_AIM OF THE EXERCISE_.
Set out exactly, line by line, the stretch of data below that begins at the line containing "assert_eq!(list.stats().total, 0);" and ends at the line containing "use std::io;", with both ends kept.

Start of DATA FOR ANALYSIS

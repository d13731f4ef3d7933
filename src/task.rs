use serde::{Deserialize, Serialize};

#[derive(Debug, Serialize, Deserialize, Clone, PartialEq)]
pub struct Task {
    pub id: i64,
    pub text: String,
    pub completed: bool,
    pub created_at: String, // clock time at creation, e.g. "14:07"
}

#[derive(Debug, Clone, Copy, PartialEq, Eq, Default)]
pub enum Filter {
    #[default]
    All,
    Active,
    Completed,
}

impl Filter {
    pub fn matches(&self, task: &Task) -> bool {
        match self {
            Filter::All => true,
            Filter::Active => !task.completed,
            Filter::Completed => task.completed,
        }
    }

    pub fn next(&self) -> Filter {
        match self {
            Filter::All => Filter::Active,
            Filter::Active => Filter::Completed,
            Filter::Completed => Filter::All,
        }
    }

    pub fn label(&self) -> &'static str {
        match self {
            Filter::All => "All",
            Filter::Active => "Active",
            Filter::Completed => "Completed",
        }
    }
}

#[derive(Debug, Clone, Copy, PartialEq, Eq)]
pub struct Stats {
    pub total: usize,
    pub completed: usize,
    pub remaining: usize,
}
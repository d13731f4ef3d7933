use crate::task::{Filter, Stats, Task};
use chrono::Local;

#[derive(Debug, Clone, Copy, PartialEq, Eq)]
pub enum EditOutcome {
    Updated,
    Unchanged,
    EmptyText,
}

#[derive(Debug, Default)]
pub struct TaskList {
    tasks: Vec<Task>,
    filter: Filter,
}

impl TaskList {
    pub fn new(tasks: Vec<Task>) -> Self {
        Self {
            tasks,
            filter: Filter::All,
        }
    }

    pub fn tasks(&self) -> &[Task] {
        &self.tasks
    }

    pub fn filter(&self) -> Filter {
        self.filter
    }

    pub fn add(&mut self, text: &str) -> Option<i64> {
        let text = text.trim();
        if text.is_empty() {
            return None;
        }
        let task = Task {
            id: self.next_id(),
            text: text.to_string(),
            completed: false,
            created_at: Local::now().format("%H:%M").to_string(),
        };
        let id = task.id;
        self.tasks.insert(0, task); // newest first
        Some(id)
    }

    // Timestamp-derived, bumped until unique within the collection.
    fn next_id(&self) -> i64 {
        let mut id = Local::now().timestamp_millis();
        while self.tasks.iter().any(|t| t.id == id) {
            id += 1;
        }
        id
    }

    pub fn toggle(&mut self, id: i64) -> bool {
        if let Some(task) = self.tasks.iter_mut().find(|t| t.id == id) {
            task.completed = !task.completed;
            true
        } else {
            false
        }
    }

    pub fn edit(&mut self, id: i64, new_text: &str) -> EditOutcome {
        let new_text = new_text.trim();
        if new_text.is_empty() {
            return EditOutcome::EmptyText;
        }
        match self.tasks.iter_mut().find(|t| t.id == id) {
            Some(task) if task.text != new_text => {
                task.text = new_text.to_string();
                EditOutcome::Updated
            }
            _ => EditOutcome::Unchanged,
        }
    }

    pub fn remove(&mut self, id: i64) -> bool {
        let before = self.tasks.len();
        self.tasks.retain(|t| t.id != id);
        self.tasks.len() != before
    }

    pub fn clear_completed(&mut self) -> usize {
        let before = self.tasks.len();
        self.tasks.retain(|t| !t.completed);
        before - self.tasks.len()
    }

    pub fn clear_all(&mut self) -> usize {
        let count = self.tasks.len();
        self.tasks.clear();
        count
    }

    pub fn has_completed(&self) -> bool {
        self.tasks.iter().any(|t| t.completed)
    }

    pub fn set_filter(&mut self, filter: Filter) {
        self.filter = filter;
    }

    pub fn filtered(&self) -> Vec<&Task> {
        self.tasks.iter().filter(|t| self.filter.matches(t)).collect()
    }

    // Counters are always over the unfiltered collection.
    pub fn stats(&self) -> Stats {
        let total = self.tasks.len();
        let completed = self.tasks.iter().filter(|t| t.completed).count();
        Stats {
            total,
            completed,
            remaining: total - completed,
        }
    }
}

#[cfg(test)]
mod tests {
    use super::*;

    #[test]
    fn add_prepends_uncompleted_task() {
        let mut list = TaskList::default();
        list.add("Buy milk").unwrap();
        let id = list.add("Walk dog").unwrap();

        assert_eq!(list.tasks().len(), 2);
        assert_eq!(list.tasks()[0].id, id);
        assert_eq!(list.tasks()[0].text, "Walk dog");
        assert!(!list.tasks()[0].completed);
    }

    #[test]
    fn add_trims_text() {
        let mut list = TaskList::default();
        list.add("  Buy milk  ").unwrap();
        assert_eq!(list.tasks()[0].text, "Buy milk");
    }

    #[test]
    fn add_rejects_blank_text() {
        let mut list = TaskList::default();
        assert_eq!(list.add(""), None);
        assert_eq!(list.add("   "), None);
        assert!(list.tasks().is_empty());
    }

    #[test]
    fn ids_are_unique() {
        let mut list = TaskList::default();
        for i in 0..20 {
            list.add(&format!("task {i}")).unwrap();
        }
        for task in list.tasks() {
            let matching = list.tasks().iter().filter(|t| t.id == task.id).count();
            assert_eq!(matching, 1);
        }
    }

    #[test]
    fn toggle_twice_restores_state() {
        let mut list = TaskList::default();
        let id = list.add("Buy milk").unwrap();

        assert!(list.toggle(id));
        assert!(list.tasks()[0].completed);
        assert!(list.toggle(id));
        assert!(!list.tasks()[0].completed);
    }

    #[test]
    fn toggle_missing_id_is_noop() {
        let mut list = TaskList::default();
        list.add("Buy milk").unwrap();
        assert!(!list.toggle(12345));
        assert!(!list.tasks()[0].completed);
    }

    #[test]
    fn edit_replaces_text_in_place() {
        let mut list = TaskList::default();
        let first = list.add("Buy milk").unwrap();
        let second = list.add("Walk dog").unwrap();

        assert_eq!(list.edit(first, "Buy oat milk"), EditOutcome::Updated);
        // order unchanged
        assert_eq!(list.tasks()[0].id, second);
        assert_eq!(list.tasks()[1].text, "Buy oat milk");
    }

    #[test]
    fn edit_identical_text_is_unchanged() {
        let mut list = TaskList::default();
        let id = list.add("Buy milk").unwrap();
        assert_eq!(list.edit(id, "Buy milk"), EditOutcome::Unchanged);
        assert_eq!(list.edit(id, "  Buy milk  "), EditOutcome::Unchanged);
    }

    #[test]
    fn edit_empty_text_leaves_collection_unchanged() {
        let mut list = TaskList::default();
        let id = list.add("Buy milk").unwrap();
        assert_eq!(list.edit(id, "   "), EditOutcome::EmptyText);
        assert_eq!(list.tasks()[0].text, "Buy milk");
    }

    #[test]
    fn edit_missing_id_is_unchanged() {
        let mut list = TaskList::default();
        list.add("Buy milk").unwrap();
        assert_eq!(list.edit(999, "new text"), EditOutcome::Unchanged);
    }

    #[test]
    fn remove_deletes_only_matching_task() {
        let mut list = TaskList::default();
        let first = list.add("Buy milk").unwrap();
        list.add("Walk dog").unwrap();

        assert!(list.remove(first));
        assert_eq!(list.tasks().len(), 1);
        assert_eq!(list.tasks()[0].text, "Walk dog");
        assert!(!list.remove(first));
    }

    #[test]
    fn stats_remaining_is_total_minus_completed() {
        let mut list = TaskList::default();
        let a = list.add("a").unwrap();
        list.add("b").unwrap();
        list.add("c").unwrap();
        list.toggle(a);

        let stats = list.stats();
        assert_eq!(stats.total, 3);
        assert_eq!(stats.completed, 1);
        assert_eq!(stats.remaining, stats.total - stats.completed);
    }

    #[test]
    fn filter_completed_preserves_order() {
        let mut list = TaskList::default();
        let a = list.add("a").unwrap();
        let b = list.add("b").unwrap();
        let c = list.add("c").unwrap();
        list.toggle(a);
        list.toggle(c);

        list.set_filter(Filter::Completed);
        let ids: Vec<i64> = list.filtered().iter().map(|t| t.id).collect();
        // insertion order is newest first: c, b, a
        assert_eq!(ids, vec![c, a]);

        list.set_filter(Filter::Active);
        let ids: Vec<i64> = list.filtered().iter().map(|t| t.id).collect();
        assert_eq!(ids, vec![b]);
    }

    #[test]
    fn clear_completed_keeps_active_tasks() {
        let mut list = TaskList::default();
        let a = list.add("a").unwrap();
        list.add("b").unwrap();
        list.toggle(a);

        assert_eq!(list.clear_completed(), 1);
        list.set_filter(Filter::Completed);
        assert!(list.filtered().is_empty());
        assert_eq!(list.tasks().len(), 1);
        assert_eq!(list.tasks()[0].text, "b");
    }

    #[test]
    fn clear_all_empties_collection() {
        let mut list = TaskList::default();
        list.add("a").unwrap();
        list.add("b").unwrap();
        assert_eq!(list.clear_all(), 2);
        assert!(list.tasks().is_empty());
        assert_eq!(list.stats().total, 0);
    }
}
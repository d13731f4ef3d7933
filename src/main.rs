use crossterm::{
    event::{DisableMouseCapture, EnableMouseCapture},
    execute,
    terminal::{disable_raw_mode, enable_raw_mode, EnterAlternateScreen, LeaveAlternateScreen},
};
use ratatui::{backend::CrosstermBackend, Terminal};
use std::io;

mod storage;
mod task;
mod task_list;
mod ui;

use storage::Storage;
use ui::App;

fn main() -> Result<(), Box<dyn std::error::Error>> {
    // Load tasks before taking over the terminal so load warnings stay visible
    let storage = Storage::new(Storage::default_path());
    let mut app = App::new(storage);

    // Terminal setup
    enable_raw_mode()?;
    let mut stdout = io::stdout();
    execute!(stdout, EnterAlternateScreen, EnableMouseCapture)?;
    let backend = CrosstermBackend::new(stdout);
    let mut terminal = Terminal::new(backend)?;

    let result = ui::run_app(&mut terminal, &mut app);

    // Restore terminal
    disable_raw_mode()?;
    execute!(
        terminal.backend_mut(),
        LeaveAlternateScreen,
        DisableMouseCapture
    )?;
    terminal.show_cursor()?;

    // Save tasks
    if let Err(err) = app.persist() {
        eprintln!("Failed to save tasks: {err}");
    }

    result?;
    Ok(())
}
use std::path::Path;
use std::sync::Arc;

use tracing::{error, info, warn};

use super::error::EncodeError;
use super::fetcher::JobWorkspace;
use super::model::{ObjectRef, Stage};
use crate::common::upload::upload_file;
use crate::infrastructure::encoder::{Endpoint, FfmpegCommand, FfmpegRunner};
use crate::infrastructure::storage::{ObjectReader, ObjectStore, ObjectWriter};

const SCALE_720P_WIDTH: &str = "scale=1280:-2";

/// What a transcode operation reads from.
#[derive(Debug, Clone, Copy)]
pub enum SourceInput<'a> {
    /// A file already in the job workspace; the encoder detects its container.
    Local(&'a Path),
    /// A fresh read stream over the remote object, piped to the encoder.
    Remote(&'a ObjectRef),
}

/// Demuxer to declare for a piped input, from the source extension.
pub fn demuxer_for(extension: Option<&str>) -> Option<String> {
    let ext = extension?.to_ascii_lowercase();
    let demuxer = match ext.as_str() {
        "mov" | "mp4" | "m4v" | "m4a" | "3gp" => "mov",
        "mkv" | "webm" => "matroska",
        "ts" | "m2ts" => "mpegts",
        "wmv" => "asf",
        _ => return Some(ext),
    };
    Some(demuxer.to_string())
}

/// The encoder invocation for one stage.
pub fn encoder_command(
    stage: Stage,
    input: Endpoint,
    input_format: Option<&str>,
    output: Endpoint,
) -> FfmpegCommand {
    let mut cmd = FfmpegCommand::new(input, output);
    if let Some(format) = input_format {
        cmd = cmd.input_format(format);
    }

    match stage {
        Stage::VideoFormatA => cmd
            .format("mp4")
            .video_codec("libx264")
            .audio_codec("aac")
            .video_filter(SCALE_720P_WIDTH)
            .crf(22)
            // Fragmented output, so the muxer never needs to seek back on a pipe.
            .movflags("faststart+frag_keyframe")
            .preset("slow"),
        Stage::VideoFormatB => cmd
            .format("webm")
            .video_codec("libvpx")
            .audio_codec("libvorbis")
            .video_bitrate_kbps(1000)
            .video_filter(SCALE_720P_WIDTH)
            .quantizer_range(0, 25),
        Stage::AudioExtract => cmd
            .no_video()
            .format("flac")
            .audio_codec("flac")
            .audio_channels(1),
    }
}

/// Runs the three transcode operations against object storage.
#[derive(Clone)]
pub struct Transcoder {
    storage: Arc<dyn ObjectStore>,
    ffmpeg: FfmpegRunner,
}

impl Transcoder {
    pub fn new(storage: Arc<dyn ObjectStore>, ffmpeg: FfmpegRunner) -> Self {
        Self { storage, ffmpeg }
    }

    /// Produces `destination` from `input`. Returns the size of the stored
    /// artifact. On failure nothing is committed at `destination`.
    pub async fn run(
        &self,
        stage: Stage,
        input: SourceInput<'_>,
        destination: &ObjectRef,
        workspace: &JobWorkspace,
    ) -> Result<u64, EncodeError> {
        info!(%stage, bucket = %destination.bucket, path = %destination.path, "Starting transcode");

        let result = match stage {
            Stage::AudioExtract => {
                self.encode_then_upload(stage, input, destination, workspace)
                    .await
            }
            Stage::VideoFormatA | Stage::VideoFormatB => {
                self.encode_streaming(stage, input, destination).await
            }
        };

        match &result {
            Ok(size) => info!(%stage, path = %destination.path, size, "Transcode finished"),
            Err(e) => error!(%stage, path = %destination.path, error = %e, "Transcode failed"),
        }
        result
    }

    async fn open_input(
        &self,
        stage: Stage,
        input: SourceInput<'_>,
    ) -> Result<(Endpoint, Option<String>, Option<ObjectReader>), EncodeError> {
        match input {
            SourceInput::Local(path) => Ok((Endpoint::File(path.to_path_buf()), None, None)),
            SourceInput::Remote(source) => {
                let reader = self.storage.open_read(source).await.map_err(|e| {
                    EncodeError::new(stage, format!("could not open source {source}: {e}"))
                })?;
                Ok((Endpoint::Pipe, demuxer_for(source.extension()), Some(reader)))
            }
        }
    }

    async fn encode_streaming(
        &self,
        stage: Stage,
        input: SourceInput<'_>,
        destination: &ObjectRef,
    ) -> Result<u64, EncodeError> {
        let (endpoint, input_format, reader) = self.open_input(stage, input).await?;
        let cmd = encoder_command(stage, endpoint, input_format.as_deref(), Endpoint::Pipe);

        let mut writer = self
            .storage
            .open_write(destination, stage.variant().content_type())
            .await
            .map_err(|e| EncodeError::new(stage, format!("could not open {destination}: {e}")))?;

        let encoded = self.ffmpeg.run(&cmd, reader, Some(writer.as_mut())).await;
        if let Err(e) = encoded {
            discard(writer.as_mut(), destination).await;
            return Err(EncodeError::from_ffmpeg(stage, e));
        }

        match writer.finish().await {
            Ok(size) => Ok(size),
            Err(e) => {
                discard(writer.as_mut(), destination).await;
                Err(EncodeError::new(stage, format!("could not commit {destination}: {e}")))
            }
        }
    }

    async fn encode_then_upload(
        &self,
        stage: Stage,
        input: SourceInput<'_>,
        destination: &ObjectRef,
        workspace: &JobWorkspace,
    ) -> Result<u64, EncodeError> {
        let (endpoint, input_format, reader) = self.open_input(stage, input).await?;
        let scratch = workspace.scratch_path(destination);
        let cmd = encoder_command(
            stage,
            endpoint,
            input_format.as_deref(),
            Endpoint::File(scratch.clone()),
        );

        let result = match self.ffmpeg.run(&cmd, reader, None).await {
            Ok(_) => upload_file(
                self.storage.as_ref(),
                &scratch,
                destination,
                stage.variant().content_type(),
            )
            .await
            .map_err(|e| EncodeError::new(stage, format!("could not upload {destination}: {e}"))),
            Err(e) => Err(EncodeError::from_ffmpeg(stage, e)),
        };

        if let Err(e) = tokio::fs::remove_file(&scratch).await {
            if e.kind() != std::io::ErrorKind::NotFound {
                warn!(path = %scratch.display(), error = %e, "Failed to remove intermediate file");
            }
        }

        result
    }
}

async fn discard(writer: &mut dyn ObjectWriter, destination: &ObjectRef) {
    if let Err(e) = writer.abort().await {
        warn!(
            bucket = %destination.bucket,
            path = %destination.path,
            error = %e,
            "Failed to discard partial output"
        );
    }
}

#[cfg(test)]
mod tests {
    use super::*;
    use crate::infrastructure::encoder::testing::{COPY_SCRIPT, failing_on, script_runner};
    use crate::infrastructure::storage::memory::MemoryStorage;
    use crate::modules::render::model::Variant;

    fn output_args(stage: Stage) -> Vec<String> {
        let args = encoder_command(stage, Endpoint::Pipe, None, Endpoint::Pipe).build_args();
        let start = args.iter().position(|a| a == "pipe:0").unwrap() + 1;
        args[start..args.len() - 1].to_vec()
    }

    #[test]
    fn format_a_is_h264_aac_mp4() {
        assert_eq!(
            output_args(Stage::VideoFormatA),
            [
                "-f", "mp4", "-c:v", "libx264", "-c:a", "aac", "-vf", "scale=1280:-2", "-crf",
                "22", "-movflags", "faststart+frag_keyframe", "-preset", "slow"
            ]
        );
    }

    #[test]
    fn format_b_is_vp8_vorbis_webm() {
        assert_eq!(
            output_args(Stage::VideoFormatB),
            [
                "-f", "webm", "-c:v", "libvpx", "-c:a", "libvorbis", "-b:v", "1000k", "-vf",
                "scale=1280:-2", "-qmin", "0", "-qmax", "25"
            ]
        );
    }

    #[test]
    fn audio_extract_is_mono_flac_without_video() {
        assert_eq!(
            output_args(Stage::AudioExtract),
            ["-vn", "-f", "flac", "-c:a", "flac", "-ac", "1"]
        );
    }

    #[test]
    fn piped_inputs_declare_a_demuxer() {
        assert_eq!(demuxer_for(Some("MOV")).as_deref(), Some("mov"));
        assert_eq!(demuxer_for(Some("webm")).as_deref(), Some("matroska"));
        assert_eq!(demuxer_for(Some("avi")).as_deref(), Some("avi"));
        assert_eq!(demuxer_for(None), None);

        let args = encoder_command(
            Stage::VideoFormatA,
            Endpoint::Pipe,
            Some("matroska"),
            Endpoint::Pipe,
        )
        .build_args();
        let input = args.iter().position(|a| a == "-i").unwrap();
        assert_eq!(args[input - 2..input], ["-f", "matroska"]);
    }

    #[tokio::test]
    async fn streams_remote_source_into_destination() {
        let dir = tempfile::tempdir().unwrap();
        let workspace = JobWorkspace::create(dir.path(), "v1").unwrap();
        let storage = MemoryStorage::new();
        storage.insert("b", "clips/a.mov", b"frames".to_vec());
        let transcoder = Transcoder::new(
            Arc::new(storage.clone()),
            script_runner(dir.path(), COPY_SCRIPT),
        );

        let source = ObjectRef::new("b", "clips/a.mov");
        let dest = source.derive(Variant::WebMp4);
        let size = transcoder
            .run(Stage::VideoFormatA, SourceInput::Remote(&source), &dest, &workspace)
            .await
            .unwrap();

        assert_eq!(size, 6);
        let stored = storage.get("b", "clips/a-web.mp4").unwrap();
        assert_eq!(stored.data.as_ref(), b"frames");
        assert_eq!(stored.content_type, "video/mp4");
    }

    #[tokio::test]
    async fn audio_extract_uploads_and_removes_its_intermediate() {
        let dir = tempfile::tempdir().unwrap();
        let workspace = JobWorkspace::create(dir.path(), "v1").unwrap();
        let local = workspace.path().join("src-a.mov");
        std::fs::write(&local, b"pcm").unwrap();

        let storage = MemoryStorage::new();
        let transcoder = Transcoder::new(
            Arc::new(storage.clone()),
            script_runner(dir.path(), COPY_SCRIPT),
        );
        let dest = ObjectRef::new("b", "clips/a.flac");

        transcoder
            .run(Stage::AudioExtract, SourceInput::Local(&local), &dest, &workspace)
            .await
            .unwrap();

        let stored = storage.get("b", "clips/a.flac").unwrap();
        assert_eq!(stored.data.as_ref(), b"pcm");
        assert_eq!(stored.content_type, "audio/flac");
        assert!(!workspace.scratch_path(&dest).exists());
    }

    #[tokio::test]
    async fn failed_encode_is_tagged_and_leaves_no_object() {
        let dir = tempfile::tempdir().unwrap();
        let workspace = JobWorkspace::create(dir.path(), "v1").unwrap();
        let storage = MemoryStorage::new();
        storage.insert("b", "clips/a.mov", b"frames".to_vec());
        let transcoder = Transcoder::new(
            Arc::new(storage.clone()),
            script_runner(dir.path(), &failing_on("libvpx")),
        );

        let source = ObjectRef::new("b", "clips/a.mov");
        let dest = source.derive(Variant::WebWebm);
        let err = transcoder
            .run(Stage::VideoFormatB, SourceInput::Remote(&source), &dest, &workspace)
            .await
            .unwrap_err();

        assert_eq!(err.stage, Stage::VideoFormatB);
        assert_eq!(err.exit_code, Some(1));
        assert!(err.message.contains("simulated failure in libvpx"));
        assert!(storage.get("b", "clips/a-web.webm").is_none());
    }

    #[tokio::test]
    async fn missing_remote_source_fails_the_stage() {
        let dir = tempfile::tempdir().unwrap();
        let workspace = JobWorkspace::create(dir.path(), "v1").unwrap();
        let transcoder = Transcoder::new(
            Arc::new(MemoryStorage::new()),
            script_runner(dir.path(), COPY_SCRIPT),
        );

        let source = ObjectRef::new("b", "gone.mov");
        let err = transcoder
            .run(
                Stage::VideoFormatA,
                SourceInput::Remote(&source),
                &source.derive(Variant::WebMp4),
                &workspace,
            )
            .await
            .unwrap_err();
        assert_eq!(err.stage, Stage::VideoFormatA);
        assert!(err.message.contains("could not open source b/gone.mov"));
    }
}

End of DATA FOR ANALYSIS

_SOLUTION TO THE EXERCISE_.
        assert_eq!(list.stats().total, 0);
    }
}
repository d13731f4ef3d7933
filename src/main.rs
use crossterm::{
    event::{DisableMouseCapture, EnableMouseCapture},
    execute,
    terminal::{disable_raw_mode, enable_raw_mode, EnterAlternateScreen, LeaveAlternateScreen},
};
use ratatui::{backend::CrosstermBackend, Terminal};
use std::io;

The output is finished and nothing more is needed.